The new interrogation unit that arrived in July 2002 had been improvised as well. Captain Wood, then a 32-year-old lieutenant, came with 13 soldiers from the 525th Military Intelligence Brigade at Fort Bragg, N.C.; six Arabic-speaking reservists were added from the Utah National Guard.

Part of the new group, which was consolidated under Company A of the 519th Military Intelligence Battalion, was made up of counterintelligence specialists with no background in interrogation. Only two of the soldiers had ever questioned actual prisoners.

What specialized training the unit received came on the job, in sessions with two interrogators who had worked in the prison for a few months. "There was nothing that prepared us for running an interrogation operation" like the one at Bagram, the noncommissioned officer in charge of the interrogators, Staff Sgt. Steven W. Loring, later told investigators.

Nor were the rules of engagement very clear.

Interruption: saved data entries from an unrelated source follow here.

use crate::constants::CLIENT_PREFIX;
use rand::Rng as _;
use std::fmt;

/// A 20-byte peer identifier.
///
/// Generated ids use the Azureus-style format `-RS0001-<12 random bytes>`.
/// Two sessions with the same peer id are never admitted at once, and a
/// handshake carrying our own id is rejected as a self-connection.
///
/// # Examples
///
/// ```
/// use rswarm::peer::PeerId;
///
/// let peer_id = PeerId::generate();
/// assert_eq!(peer_id.as_bytes().len(), 20);
/// assert_eq!(peer_id.client_id(), Some("RS0001"));
/// ```
#[derive(Clone, Copy, PartialEq, Eq, Hash)]
pub struct PeerId(pub [u8; 20]);

impl PeerId {
    /// Generates a new random peer ID with the client prefix.
    pub fn generate() -> Self {
        let mut id = [0u8; 20];
        id[..8].copy_from_slice(CLIENT_PREFIX);
        rand::rng().fill(&mut id[8..]);
        Self(id)
    }

    /// Creates a peer ID from a 20-byte slice.
    ///
    /// Returns `None` if the slice is not exactly 20 bytes.
    pub fn from_bytes(bytes: &[u8]) -> Option<Self> {
        let id: [u8; 20] = bytes.try_into().ok()?;
        Some(Self(id))
    }

    pub fn as_bytes(&self) -> &[u8; 20] {
        &self.0
    }

    /// Extracts the 6-character client identifier of an Azureus-style id.
    pub fn client_id(&self) -> Option<&str> {
        if self.0[0] == b'-' && self.0[7] == b'-' {
            std::str::from_utf8(&self.0[1..7]).ok()
        } else {
            None
        }
    }
}

impl fmt::Debug for PeerId {
    fn fmt(&self, f: &mut fmt::Formatter<'_>) -> fmt::Result {
        match self.client_id() {
            Some(client) => write!(f, "PeerId({})", client),
            None => write!(f, "PeerId({:02x?})", &self.0[..8]),
        }
    }
}

impl fmt::Display for PeerId {
    fn fmt(&self, f: &mut fmt::Formatter<'_>) -> fmt::Result {
        for byte in &self.0 {
            if byte.is_ascii_alphanumeric() || *byte == b'-' {
                write!(f, "{}", *byte as char)?;
            } else {
                write!(f, "%{:02x}", byte)?;
            }
        }
        Ok(())
    }
}
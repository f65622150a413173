use super::address::AddressError;
use thiserror::Error;

#[derive(Debug, Error)]
pub enum StorageError {
    #[error("io error: {0}")]
    Io(#[from] std::io::Error),

    #[error(transparent)]
    Address(#[from] AddressError),

    #[error("short transfer: expected {expected} bytes, moved {actual}")]
    ShortTransfer { expected: usize, actual: usize },

    #[error("invalid piece index: {0}")]
    InvalidPieceIndex(u32),

    #[error("invalid block offset: piece {piece}, offset {offset}")]
    InvalidBlockOffset { piece: u32, offset: u32 },

    #[error("file not found: {0}")]
    FileNotFound(String),

    #[error("path traversal detected in file path: {0}")]
    PathTraversal(String),

    #[error("disk engine stopped")]
    EngineStopped,
}
use super::error::MetainfoError;
use std::fmt;

/// The SHA-1 hash of a torrent's info dictionary.
///
/// Identifies the torrent in handshakes and tracker announces.
#[derive(Clone, Copy, PartialEq, Eq, Hash)]
pub struct InfoHash([u8; 20]);

impl InfoHash {
    pub fn from_bytes(bytes: [u8; 20]) -> Self {
        Self(bytes)
    }

    pub fn from_slice(bytes: &[u8]) -> Result<Self, MetainfoError> {
        bytes
            .try_into()
            .map(Self)
            .map_err(|_| MetainfoError::InvalidInfoHashLength)
    }

    /// Parses 40 hex digits, either case.
    pub fn from_hex(s: &str) -> Result<Self, MetainfoError> {
        if s.len() != 40 || !s.is_ascii() {
            return Err(MetainfoError::InvalidInfoHashLength);
        }
        let mut bytes = [0u8; 20];
        for (byte, pair) in bytes.iter_mut().zip(s.as_bytes().chunks_exact(2)) {
            let digits = std::str::from_utf8(pair).map_err(|_| MetainfoError::InvalidInfoHashLength)?;
            *byte = u8::from_str_radix(digits, 16).map_err(|_| MetainfoError::InvalidInfoHashLength)?;
        }
        Ok(Self(bytes))
    }

    pub fn as_bytes(&self) -> &[u8; 20] {
        &self.0
    }

    pub fn to_hex(&self) -> String {
        self.to_string()
    }
}

impl fmt::Display for InfoHash {
    fn fmt(&self, f: &mut fmt::Formatter<'_>) -> fmt::Result {
        self.0.iter().try_for_each(|b| write!(f, "{:02x}", b))
    }
}

impl fmt::Debug for InfoHash {
    fn fmt(&self, f: &mut fmt::Formatter<'_>) -> fmt::Result {
        write!(f, "InfoHash({})", self)
    }
}
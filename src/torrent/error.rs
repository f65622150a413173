use crate::metainfo::MetainfoError;
use crate::peer::PeerError;
use crate::storage::StorageError;
use crate::tracker::TrackerError;
use thiserror::Error;

/// Errors from constructing and controlling a torrent transfer.
#[derive(Debug, Error)]
pub enum TorrentError {
    #[error("storage error: {0}")]
    Storage(#[from] StorageError),

    #[error("peer error: {0}")]
    Peer(#[from] PeerError),

    #[error("metainfo error: {0}")]
    Metainfo(#[from] MetainfoError),

    #[error("tracker error: {0}")]
    Tracker(#[from] TrackerError),

    #[error("io error: {0}")]
    Io(#[from] std::io::Error),

    /// Blocks must tile pieces exactly.
    #[error("block size {block_size} does not divide piece length {piece_length}")]
    InvalidBlockSize { block_size: u32, piece_length: u32 },

    #[error("torrent already started")]
    AlreadyStarted,

    #[error("torrent stopped")]
    Stopped,
}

The platoon had the standard interrogations guide, Army Field Manual 34-52, and an order from the secretary of defense, Donald H. Rumsfeld, to treat prisoners "humanely," and when possible, in accordance with the Geneva Conventions. But with President Bush's final determination in February 2002 that the Conventions did not apply to the conflict with Al Qaeda and that Taliban fighters would not be accorded the rights of prisoners of war, the interrogators believed they "could deviate slightly from the rules," said one of the Utah reservists, Sgt. James A. Leahy.

"There was the Geneva Conventions for enemy prisoners of war, but nothing for terrorists," Sergeant Leahy told Army investigators. And the detainees, senior intelligence officers said, were to be considered terrorists until proved otherwise.

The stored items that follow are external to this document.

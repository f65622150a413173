use super::context::TorrentContext;
use super::events::TorrentEvent;
use super::registry::{Command, SessionId};
use crate::constants::PROGRESS_LOG_INTERVAL;
use crate::peer::{Block, BlockAddress, Message, PeerSession};
use crate::torrent::TorrentError;
use dashmap::DashMap;
use std::future::Future;
use std::sync::atomic::{AtomicBool, Ordering};
use tracing::{debug, info, trace, warn};

/// A session as seen by a transfer mode.
///
/// Messages queued with [`send`](Self::send) are written by the session
/// task, in order, once the handler returns.
pub struct SessionLink<'a> {
    id: SessionId,
    session: &'a mut PeerSession,
    outgoing: Vec<Message>,
}

impl<'a> SessionLink<'a> {
    pub(crate) fn new(id: SessionId, session: &'a mut PeerSession) -> Self {
        Self {
            id,
            session,
            outgoing: Vec::new(),
        }
    }

    pub fn id(&self) -> SessionId {
        self.id
    }

    pub fn session(&self) -> &PeerSession {
        &*self.session
    }

    pub fn session_mut(&mut self) -> &mut PeerSession {
        &mut *self.session
    }

    pub fn send(&mut self, message: Message) {
        self.outgoing.push(message);
    }

    pub(crate) fn take_outgoing(&mut self) -> Vec<Message> {
        std::mem::take(&mut self.outgoing)
    }
}

/// What a torrent does with its peers.
///
/// The driver updates session state for every message and then calls into
/// the mode. Handlers are no-ops unless a mode overrides them, except
/// [`handle_request`](Self::handle_request), which serves verified data.
pub trait TransferMode: Send + Sync + 'static {
    /// Runs once when the torrent starts, before any session is admitted.
    fn on_start(&self, ctx: &TorrentContext) -> impl Future<Output = Result<(), TorrentError>> + Send;

    fn on_stop(&self, _ctx: &TorrentContext) -> impl Future<Output = ()> + Send {
        async {}
    }

    /// Called when a session leaves the registry.
    fn on_disconnect(&self, _ctx: &TorrentContext, _link: &mut SessionLink<'_>) {}

    fn handle_bitfield(
        &self,
        _ctx: &TorrentContext,
        _link: &mut SessionLink<'_>,
    ) -> impl Future<Output = ()> + Send {
        async {}
    }

    fn handle_have(
        &self,
        _ctx: &TorrentContext,
        _link: &mut SessionLink<'_>,
        _piece: u32,
    ) -> impl Future<Output = ()> + Send {
        async {}
    }

    fn handle_unchoke(
        &self,
        _ctx: &TorrentContext,
        _link: &mut SessionLink<'_>,
    ) -> impl Future<Output = ()> + Send {
        async {}
    }

    fn handle_choke(
        &self,
        _ctx: &TorrentContext,
        _link: &mut SessionLink<'_>,
    ) -> impl Future<Output = ()> + Send {
        async {}
    }

    fn handle_piece(
        &self,
        _ctx: &TorrentContext,
        _link: &mut SessionLink<'_>,
        _block: Block,
    ) -> impl Future<Output = ()> + Send {
        async {}
    }

    fn handle_request(
        &self,
        ctx: &TorrentContext,
        link: &mut SessionLink<'_>,
        block: BlockAddress,
    ) -> impl Future<Output = ()> + Send {
        serve_request(ctx, link, block)
    }
}

/// Reads a requested block and queues it for the peer.
///
/// Requests are only served while the peer is unchoked, for pieces we have
/// verified, and up to the configured maximum request length.
pub async fn serve_request(ctx: &TorrentContext, link: &mut SessionLink<'_>, block: BlockAddress) {
    if ctx.is_stopping() || link.session().choking.am_choking {
        return;
    }
    if block.length == 0 || block.length > ctx.config().max_request_length {
        debug!(
            "Ignoring request {}:{}+{} from {}",
            block.piece_index,
            block.offset,
            block.length,
            link.session().addr
        );
        return;
    }
    if !ctx.is_verified(block.piece_index) {
        return;
    }

    match ctx
        .store()
        .get_block(block.piece_index, block.offset, block.length)
        .await
    {
        Ok(data) => {
            let len = data.len() as u64;
            link.session_mut().record_upload(len);
            ctx.monitor().add_sent(len);
            link.send(Message::Piece {
                index: block.piece_index,
                begin: block.offset,
                data,
            });
        }
        Err(e) => {
            warn!(
                "Failed to read block {}:{} for {}: {}",
                block.piece_index,
                block.offset,
                link.session().addr,
                e
            );
            ctx.emit(TorrentEvent::Error(format!(
                "read of piece {} failed: {}",
                block.piece_index, e
            )));
        }
    }
}

/// Marks every piece already valid on disk. Returns how many there were.
async fn resume(ctx: &TorrentContext) -> Result<usize, TorrentError> {
    let valid = ctx.store().verify_all().await?;
    let mut count = 0;
    for (piece, ok) in valid.into_iter().enumerate() {
        if ok {
            ctx.strategist().mark_piece_complete(piece as u32);
            ctx.mark_verified(piece as u32);
            count += 1;
        }
    }
    Ok(count)
}

/// Downloads missing pieces and serves verified ones.
pub struct DownloadMode {
    in_flight: DashMap<BlockAddress, Vec<SessionId>>,
    written: DashMap<u32, u64>,
    completed: AtomicBool,
}

impl DownloadMode {
    pub fn new() -> Self {
        Self {
            in_flight: DashMap::new(),
            written: DashMap::new(),
            completed: AtomicBool::new(false),
        }
    }

    /// Number of distinct blocks currently requested from some peer.
    pub fn in_flight(&self) -> usize {
        self.in_flight.len()
    }

    fn update_interest(&self, ctx: &TorrentContext, link: &mut SessionLink<'_>) {
        let session = link.session_mut();
        if !session.choking.am_interested && ctx.strategist().wants_any(&session.bitfield) {
            session.choking.am_interested = true;
            link.send(Message::Interested);
        }
    }

    /// Tops the session's request queue up to the configured depth.
    ///
    /// Outside endgame a block already requested from another peer is
    /// skipped. In endgame any pending block may be requested again.
    fn fill_requests(&self, ctx: &TorrentContext, link: &mut SessionLink<'_>) {
        if ctx.is_stopping() || !link.session().can_request() {
            return;
        }

        let depth = ctx.config().request_queue_depth;
        let endgame = ctx.strategist().is_endgame();
        let id = link.id();

        while link.session().pending_count() < depth {
            let session = link.session();
            let next = ctx.strategist().pick(&session.bitfield, |block| {
                if endgame {
                    !session.has_request(block)
                } else {
                    !self.in_flight.contains_key(block)
                }
            });
            let Some(block) = next else {
                break;
            };

            link.session_mut().add_request(block);
            self.in_flight.entry(block).or_default().push(id);
            link.send(Message::request(block));
        }
    }

    fn forget(&self, id: SessionId, block: &BlockAddress) {
        if let Some(mut requesters) = self.in_flight.get_mut(block) {
            requesters.retain(|other| *other != id);
        }
        self.in_flight.remove_if(block, |_, requesters| requesters.is_empty());
    }

    fn drop_requests(&self, link: &mut SessionLink<'_>) {
        let id = link.id();
        for block in link.session_mut().take_requests() {
            self.forget(id, &block);
        }
    }

    async fn verify(&self, ctx: &TorrentContext, piece: u32) {
        match ctx.store().verify_piece(piece).await {
            Ok(true) => {
                if !ctx.mark_verified(piece) {
                    return;
                }
                ctx.broadcast(&Message::Have { piece });
                ctx.emit(TorrentEvent::PieceCompleted(piece));

                let verified = ctx.verified_count();
                if verified as u32 % PROGRESS_LOG_INTERVAL == 0 {
                    info!(
                        "Progress: {}/{} pieces",
                        verified,
                        ctx.metadata().piece_count()
                    );
                } else {
                    debug!("Piece {} verified", piece);
                }
                self.check_complete(ctx);
            }
            Ok(false) => {
                warn!("Piece {} failed hash check", piece);
                ctx.strategist().reset_piece(piece);
                ctx.emit(TorrentEvent::PieceHashFailed(piece));
            }
            Err(e) => {
                warn!("Failed to verify piece {}: {}", piece, e);
                ctx.strategist().reset_piece(piece);
                ctx.emit(TorrentEvent::PieceHashFailed(piece));
                ctx.emit(TorrentEvent::Error(format!(
                    "verification of piece {} failed: {}",
                    piece, e
                )));
            }
        }
    }

    fn check_complete(&self, ctx: &TorrentContext) {
        if !ctx.is_seeding() || self.completed.swap(true, Ordering::AcqRel) {
            return;
        }
        info!(
            "Download complete: {} pieces, {} bytes",
            ctx.metadata().piece_count(),
            ctx.metadata().total_length()
        );
        ctx.emit(TorrentEvent::Completed);
        ctx.registry()
            .broadcast_command(&Command::SetInterested(false));
    }
}

impl Default for DownloadMode {
    fn default() -> Self {
        Self::new()
    }
}

impl TransferMode for DownloadMode {
    async fn on_start(&self, ctx: &TorrentContext) -> Result<(), TorrentError> {
        let resumed = resume(ctx).await?;
        if resumed > 0 {
            info!(
                "Resuming with {}/{} pieces on disk",
                resumed,
                ctx.metadata().piece_count()
            );
        }
        self.check_complete(ctx);
        Ok(())
    }

    async fn on_stop(&self, _ctx: &TorrentContext) {
        self.in_flight.clear();
        self.written.clear();
    }

    fn on_disconnect(&self, _ctx: &TorrentContext, link: &mut SessionLink<'_>) {
        self.drop_requests(link);
    }

    async fn handle_bitfield(&self, ctx: &TorrentContext, link: &mut SessionLink<'_>) {
        self.update_interest(ctx, link);
        self.fill_requests(ctx, link);
    }

    async fn handle_have(&self, ctx: &TorrentContext, link: &mut SessionLink<'_>, _piece: u32) {
        self.update_interest(ctx, link);
        self.fill_requests(ctx, link);
    }

    async fn handle_unchoke(&self, ctx: &TorrentContext, link: &mut SessionLink<'_>) {
        self.update_interest(ctx, link);
        self.fill_requests(ctx, link);
        self.check_complete(ctx);
    }

    async fn handle_choke(&self, _ctx: &TorrentContext, link: &mut SessionLink<'_>) {
        self.drop_requests(link);
    }

    async fn handle_piece(&self, ctx: &TorrentContext, link: &mut SessionLink<'_>, block: Block) {
        if ctx.is_stopping() {
            return;
        }

        let addr = block.address();
        let id = link.id();
        link.session_mut().remove_request(&addr);
        let requesters = self
            .in_flight
            .remove(&addr)
            .map(|(_, ids)| ids)
            .unwrap_or_default();

        if !ctx.strategist().received(&addr) {
            trace!(
                "Ignoring block {}:{} from {}",
                addr.piece_index,
                addr.offset,
                link.session().addr
            );
            self.fill_requests(ctx, link);
            return;
        }

        for other in requesters.into_iter().filter(|other| *other != id) {
            ctx.registry().send(other, Command::Cancel(addr));
        }

        if let Err(e) = ctx.store().add_block(&block).await {
            warn!(
                "Failed to write block {}:{}: {}",
                addr.piece_index, addr.offset, e
            );
            ctx.strategist().release(&addr);
            ctx.emit(TorrentEvent::Error(format!(
                "write of piece {} failed: {}",
                addr.piece_index, e
            )));
            return;
        }

        let piece = addr.piece_index;
        let piece_size = ctx.metadata().piece_size(piece) as u64;
        let written = {
            let mut written = self.written.entry(piece).or_insert(0);
            *written += addr.length as u64;
            *written
        };

        if written >= piece_size {
            self.written.remove(&piece);
            self.verify(ctx, piece).await;
        }

        self.fill_requests(ctx, link);
    }
}

/// Serves verified pieces and never requests.
#[derive(Debug, Default)]
pub struct SeedMode;

impl SeedMode {
    pub fn new() -> Self {
        Self
    }
}

impl TransferMode for SeedMode {
    async fn on_start(&self, ctx: &TorrentContext) -> Result<(), TorrentError> {
        let verified = resume(ctx).await?;
        let total = ctx.metadata().piece_count() as usize;
        if verified < total {
            warn!("Seeding with only {}/{} pieces verified", verified, total);
        } else {
            info!("Seeding {} pieces", total);
        }
        Ok(())
    }
}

The deviations included the use of "safety positions" or "stress positions" that would make the detainees uncomfortable but not necessarily hurt them - kneeling on the ground, for instance, or sitting in a "chair" position against the wall. The new platoon was also trained in sleep deprivation, which the previous unit had generally limited to 24 hours or less, insisting that the interrogator remain awake with the prisoner to avoid pushing the limits of humane treatment.

But as the 519th interrogators settled into their jobs, they set their own procedures for sleep deprivation. They decided on 32 to 36 hours as the optimal time to keep prisoners awake and eliminated the practice of staying up themselves, one former interrogator, Eric LaHammer, said in an interview.

The interrogators worked from a menu of basic tactics to gain a prisoner's cooperation, from the "friendly" approach, to good cop-bad cop routines, to the threat of long-term imprisonment. But some less-experienced interrogators came to rely on the method known in the military as "Fear Up Harsh," or what one soldier referred to as "the screaming technique."

Sergeant Loring, then 27, tried with limited success to wean those interrogators off that approach, which typically involved yelling and throwing chairs. Mr. Leahy said the sergeant "put the brakes on when certain approaches got out of hand." But he could also be dismissive of tactics he considered too soft, several soldiers told investigators, and gave some of the most aggressive interrogators wide latitude. (Efforts to locate Mr. Loring, who has left the military, were unsuccessful.)

"We sometimes developed a rapport with detainees, and Sergeant Loring would sit us down and remind us that these were evil people and talk about 9/11 and they weren't our friends and could not be trusted," Mr. Leahy said.

Specialist Damien M. Corsetti, a tall, bearded interrogator sometimes called "Monster" -he had the nickname tattooed in Italian across his stomach, other soldiers said - was often chosen to intimidate new detainees. Specialist Corsetti, they said, would glower and yell at the arrivals as they stood chained to an overhead pole or lay face down on the floor of a holding room. (A military police K-9 unit often brought growling dogs to walk among the new prisoners for similar effect, documents show.)

"The other interrogators would use his reputation," said one interrogator, Specialist Eric H. Barclais. "They would tell the detainee, 'If you don't cooperate, we'll have to get Monster, and he won't be as nice.' " Another soldier told investigators that Sergeant Loring lightheartedly referred to Specialist Corsetti, then 23, as "the King of Torture."

A Saudi detainee who was interviewed by Army investigators last June at Guantánamo said Specialist Corsetti had pulled out his penis during an interrogation at Bagram, held it against the prisoner's face and threatened to rape him, excerpts from the man's statement show.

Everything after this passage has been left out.